Stanford student named 2020 Schmidt Science Fellow

Mechanical engineering PhD student Deepak Krishnamurthy is among the 22 early-career scientists selected for the third Schmidt Science Fellows cohort of postdoctoral fellows.

Stanford mechanical engineering PhD student Deepak Krishnamurthy is among the recipients of the 2020 Schmidt Science Fellowship. He joins 21 other early-career scientists from across the globe as members of the third cohort of fellows.

PhD student Deepak Krishnamurthy is a recipient of the Schmidt Science Fellowship. (Image credit: Courtesy Deepak Krishnamurthy)

“It’s an incredible honor to be selected for this program. I am excited both for its focus on interdisciplinary scientific training and the lifelong fellowship which forms the core of it,” Krishnamurthy said. “I feel extremely fortunate to be given this opportunity at this stage of my career to pivot into a complementary discipline.”

The Schmidt Science Fellows program is a year-long, postdoctoral fellowship that aims to develop the next generation of science leaders through interdisciplinary research to solve the world’s most pressing challenges, including infectious disease, climate change and biodiversity loss.

Fellows receive a $100,000 stipend and are paired with an internationally accomplished and experienced senior scientist who provides mentorship. During the course of the program, fellows learn new scientific concepts, attend science symposiums and engage with other researchers, as well as business and policy professionals.

“This will go a long way in my training as an interdisciplinary scientist and will push me to take up scientific problems that impact global challenges,” Krishnamurthy said. “In particular, I am passionate about applying my engineering and physical biology training to understanding life in the ocean.”

Krishnamurthy is from the coastal city of Chennai in south India. He completed his undergraduate studies in mechanical engineering at the Birla Institute for Technology and Science (BITS-Pilani) in Pilani, as well as a master’s degree in fluid mechanics at the Jawaharlal Nehru Centre for Advanced Scientific Research (JNCASR) in Bengaluru, India. At Stanford, he works with the Prakash Lab in the Department of Bioengineering. His doctoral research has encompassed organismal biophysics and developing new tools for biology, as well as understanding the swimming motility of the schistosomiasis parasite and human infection from a physical biology perspective. More recently, he and Prakash have been designing and building a novel tracking microscopy system.

“This microscope allows you to follow single cells as though they are in an infinite water column, for the first time enabling microscopy tools to be used in studying problems in ocean biophysics and ecology,” Krishnamurthy said.

As a Schmidt Science Fellow, Krishnamurthy aims to combine molecular and computational science to reveal how genetic and biochemical mechanisms in single-cell ocean organisms permit them to sense gravity and affect their behaviors. He hopes this work will lead to a better understanding of how changing oceans impact every scale of marine life.

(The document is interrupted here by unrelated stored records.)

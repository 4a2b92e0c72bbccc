//! Single-owner wrappers around engine resources.
//!
//! Every handle owns exactly one engine resource and releases it on drop.
//! Handles are not `Clone`; sharing a connection means sharing the handle
//! behind an `Arc`, which keeps a single release.

use std::{
    fmt,
    path::Path,
    sync::{
        Arc,
        atomic::{AtomicBool, Ordering},
    },
};

use bytes::Bytes;
use tracing::trace;

use crate::{
    engine::{
        Closure, ConnStatus, Engine, MsgCallback, RawConnection, RawOptions, RawSubscription,
        ReconnectPolicy,
    },
    error::{NatsError, NatsResult},
};

/// Message resource as produced by an engine.
#[derive(Debug, Clone, PartialEq, Eq)]
pub struct NativeMessage {
    subject: String,
    reply: Option<String>,
    data: Bytes,
}

impl NativeMessage {
    /// Build a native message.
    pub fn new(subject: impl Into<String>, reply: Option<String>, data: impl Into<Bytes>) -> Self {
        Self {
            subject: subject.into(),
            reply,
            data: data.into(),
        }
    }

    /// Borrow a view over this message.
    pub fn handle(&self) -> MessageHandle<'_> {
        MessageHandle::new(self)
    }
}

/// Borrowed view over a native message.
///
/// Only valid for `'a`; inside a delivery callback that is the duration of
/// the call, so anything needed afterwards has to be copied out.
#[derive(Debug, Clone, Copy)]
pub struct MessageHandle<'a> {
    msg: &'a NativeMessage,
}

impl<'a> MessageHandle<'a> {
    /// View `msg`.
    pub fn new(msg: &'a NativeMessage) -> Self {
        Self { msg }
    }

    /// Subject the message was published on. `None` when the engine left it
    /// empty.
    pub fn subject(&self) -> Option<&'a str> {
        Some(self.msg.subject.as_str()).filter(|s| !s.is_empty())
    }

    /// Reply subject, if the publisher asked for one.
    pub fn reply(&self) -> Option<&'a str> {
        self.msg.reply.as_deref().filter(|s| !s.is_empty())
    }

    /// Payload bytes.
    pub fn data(&self) -> Option<&'a [u8]> {
        Some(self.msg.data.as_ref())
    }

    /// Payload length in bytes.
    pub fn data_len(&self) -> usize {
        self.msg.data.len()
    }
}

/// Owns a native options resource. Built per connect attempt.
pub struct OptionsHandle {
    raw: RawOptions,
    engine: Arc<dyn Engine>,
}

impl OptionsHandle {
    /// Allocate options on `engine`.
    pub fn new(engine: Arc<dyn Engine>) -> NatsResult<Self> {
        let raw = engine.options_create().map_err(NatsError::connection)?;
        Ok(Self { raw, engine })
    }

    /// Set the server URL.
    pub fn set_url(&self, url: &str) -> NatsResult<()> {
        self.engine
            .options_set_url(self.raw, url)
            .map_err(config_status)
    }

    /// Set user/password credentials.
    pub fn set_user_info(&self, user: &str, password: &str) -> NatsResult<()> {
        self.engine
            .options_set_user_info(self.raw, user, password)
            .map_err(config_status)
    }

    /// Set a token credential.
    pub fn set_token(&self, token: &str) -> NatsResult<()> {
        self.engine
            .options_set_token(self.raw, token)
            .map_err(config_status)
    }

    /// Load credentials from a creds file.
    pub fn set_credentials_file(&self, path: &Path) -> NatsResult<()> {
        self.engine
            .options_set_credentials_file(self.raw, path)
            .map_err(config_status)
    }

    /// Set the reconnect policy.
    pub fn set_reconnect(&self, policy: ReconnectPolicy) -> NatsResult<()> {
        self.engine
            .options_set_reconnect(self.raw, policy)
            .map_err(config_status)
    }

    /// Engine-side id.
    pub fn raw(&self) -> RawOptions {
        self.raw
    }
}

fn config_status(status: crate::status::Status) -> NatsError {
    NatsError::from_status(status, NatsError::Config, "invalid option: ")
}

impl Drop for OptionsHandle {
    fn drop(&mut self) {
        self.engine.options_destroy(self.raw);
    }
}

impl fmt::Debug for OptionsHandle {
    fn fmt(&self, f: &mut fmt::Formatter<'_>) -> fmt::Result {
        f.debug_struct("OptionsHandle")
            .field("raw", &self.raw)
            .finish_non_exhaustive()
    }
}

/// Owns a native connection resource.
pub struct ConnectionHandle {
    raw: RawConnection,
    engine: Arc<dyn Engine>,
    closed: AtomicBool,
}

impl ConnectionHandle {
    /// Connect with `options`. Blocking.
    pub fn connect(options: &OptionsHandle) -> NatsResult<Self> {
        let engine = Arc::clone(&options.engine);
        let raw = engine
            .connect(options.raw)
            .map_err(NatsError::connection)?;
        Ok(Self {
            raw,
            engine,
            closed: AtomicBool::new(false),
        })
    }

    /// Publish a message. Blocking.
    pub fn publish(&self, subject: &str, data: &[u8]) -> NatsResult<()> {
        self.engine
            .publish(self.raw, subject, data)
            .map_err(NatsError::publish)
    }

    /// Publish a message carrying a reply subject. Blocking.
    pub fn publish_request(&self, subject: &str, reply: &str, data: &[u8]) -> NatsResult<()> {
        self.engine
            .publish_request(self.raw, subject, reply, data)
            .map_err(NatsError::publish)
    }

    /// Close the connection. Only the first call reaches the engine.
    pub fn close(&self) {
        if !self.closed.swap(true, Ordering::AcqRel) {
            trace!(raw = ?self.raw, "closing connection");
            self.engine.connection_close(self.raw);
        }
    }

    /// Engine-reported status.
    pub fn status(&self) -> ConnStatus {
        if self.closed.load(Ordering::Acquire) {
            return ConnStatus::Closed;
        }
        self.engine.connection_status(self.raw)
    }

    /// Returns true if the engine reports the connection as usable.
    pub fn is_connected(&self) -> bool {
        self.status() == ConnStatus::Connected
    }

    /// Subscribe `callback` to `subject`. Blocking.
    pub fn subscribe(
        &self,
        subject: &str,
        callback: MsgCallback,
        closure: Closure,
    ) -> NatsResult<SubscriptionHandle> {
        let raw = self
            .engine
            .subscribe(self.raw, subject, callback, closure)
            .map_err(NatsError::subscribe)?;
        Ok(SubscriptionHandle::new(raw, Arc::clone(&self.engine)))
    }

    /// Subscribe `callback` to `subject` as a member of `queue`. Blocking.
    pub fn queue_subscribe(
        &self,
        subject: &str,
        queue: &str,
        callback: MsgCallback,
        closure: Closure,
    ) -> NatsResult<SubscriptionHandle> {
        let raw = self
            .engine
            .queue_subscribe(self.raw, subject, queue, callback, closure)
            .map_err(|status| {
                NatsError::from_status(status, NatsError::SubscribeFailed, "QueueSubscribe failed: ")
            })?;
        Ok(SubscriptionHandle::new(raw, Arc::clone(&self.engine)))
    }

    /// Send a request and wait for the reply. Blocking.
    pub fn request(&self, subject: &str, data: &[u8], timeout_ms: i64) -> NatsResult<NativeMessage> {
        self.engine
            .request(self.raw, subject, data, timeout_ms)
            .map_err(|status| {
                NatsError::from_status(status, NatsError::PublishFailed, "Request failed: ")
            })
    }

    /// Engine-side id.
    pub fn raw(&self) -> RawConnection {
        self.raw
    }
}

impl Drop for ConnectionHandle {
    fn drop(&mut self) {
        self.engine.connection_destroy(self.raw);
    }
}

impl fmt::Debug for ConnectionHandle {
    fn fmt(&self, f: &mut fmt::Formatter<'_>) -> fmt::Result {
        f.debug_struct("ConnectionHandle")
            .field("raw", &self.raw)
            .field("closed", &self.closed.load(Ordering::Relaxed))
            .finish_non_exhaustive()
    }
}

/// Owns a native subscription resource.
pub struct SubscriptionHandle {
    raw: RawSubscription,
    engine: Arc<dyn Engine>,
    active: bool,
}

impl SubscriptionHandle {
    fn new(raw: RawSubscription, engine: Arc<dyn Engine>) -> Self {
        Self {
            raw,
            engine,
            active: true,
        }
    }

    /// Stop deliveries. A second call is rejected without reaching the
    /// engine.
    pub fn unsubscribe(&mut self) -> NatsResult<()> {
        self.deactivate()?;
        self.engine.unsubscribe(self.raw).map_err(|status| {
            NatsError::from_status(status, NatsError::SubscribeFailed, "Unsubscribe failed: ")
        })
    }

    /// Stop interest and let pending deliveries finish. A second call, or a
    /// call after [`unsubscribe`](Self::unsubscribe), is rejected.
    pub fn drain(&mut self) -> NatsResult<()> {
        self.deactivate()?;
        self.engine.drain(self.raw).map_err(|status| {
            NatsError::from_status(status, NatsError::SubscribeFailed, "Drain failed: ")
        })
    }

    fn deactivate(&mut self) -> NatsResult<()> {
        if !self.active {
            return Err(NatsError::SubscribeFailed("Invalid subscription".into()));
        }
        self.active = false;
        Ok(())
    }

    /// Returns true until the first unsubscribe or drain.
    pub fn is_active(&self) -> bool {
        self.active
    }

    /// Engine-side id.
    pub fn raw(&self) -> RawSubscription {
        self.raw
    }
}

impl Drop for SubscriptionHandle {
    fn drop(&mut self) {
        self.engine.subscription_destroy(self.raw);
    }
}

impl fmt::Debug for SubscriptionHandle {
    fn fmt(&self, f: &mut fmt::Formatter<'_>) -> fmt::Result {
        f.debug_struct("SubscriptionHandle")
            .field("raw", &self.raw)
            .field("active", &self.active)
            .finish_non_exhaustive()
    }
}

The Schmidt Science Fellows 2020 cohort includes fellows from eight countries and 17 institutions. Stanford alum Kalli Kappel, who graduated in 2019 with a PhD in biophysics, is also one of this year’s fellows.

The Schmidt Science Fellows program is part of Schmidt Futures, a philanthropic initiative founded by Eric and Wendy Schmidt. The program was established in partnership with the Rhodes Trust, which awards the Rhodes Scholarship. Now in its third year, the Schmidt Science Fellows program currently has more than 50 emerging scientists working at universities, startups, nonprofit organizations and national research institutes.

At Stanford, the Office of the Vice Provost for Graduate Education coordinates the selection of nominations, which are forwarded by individual schools and then reviewed by a committee of school representatives. Only a handful of nominees is submitted to the Schmidt Science Fellows program, which evaluates the nominations and invites a select number of students to apply. The program will announce its next cohort in spring 2021.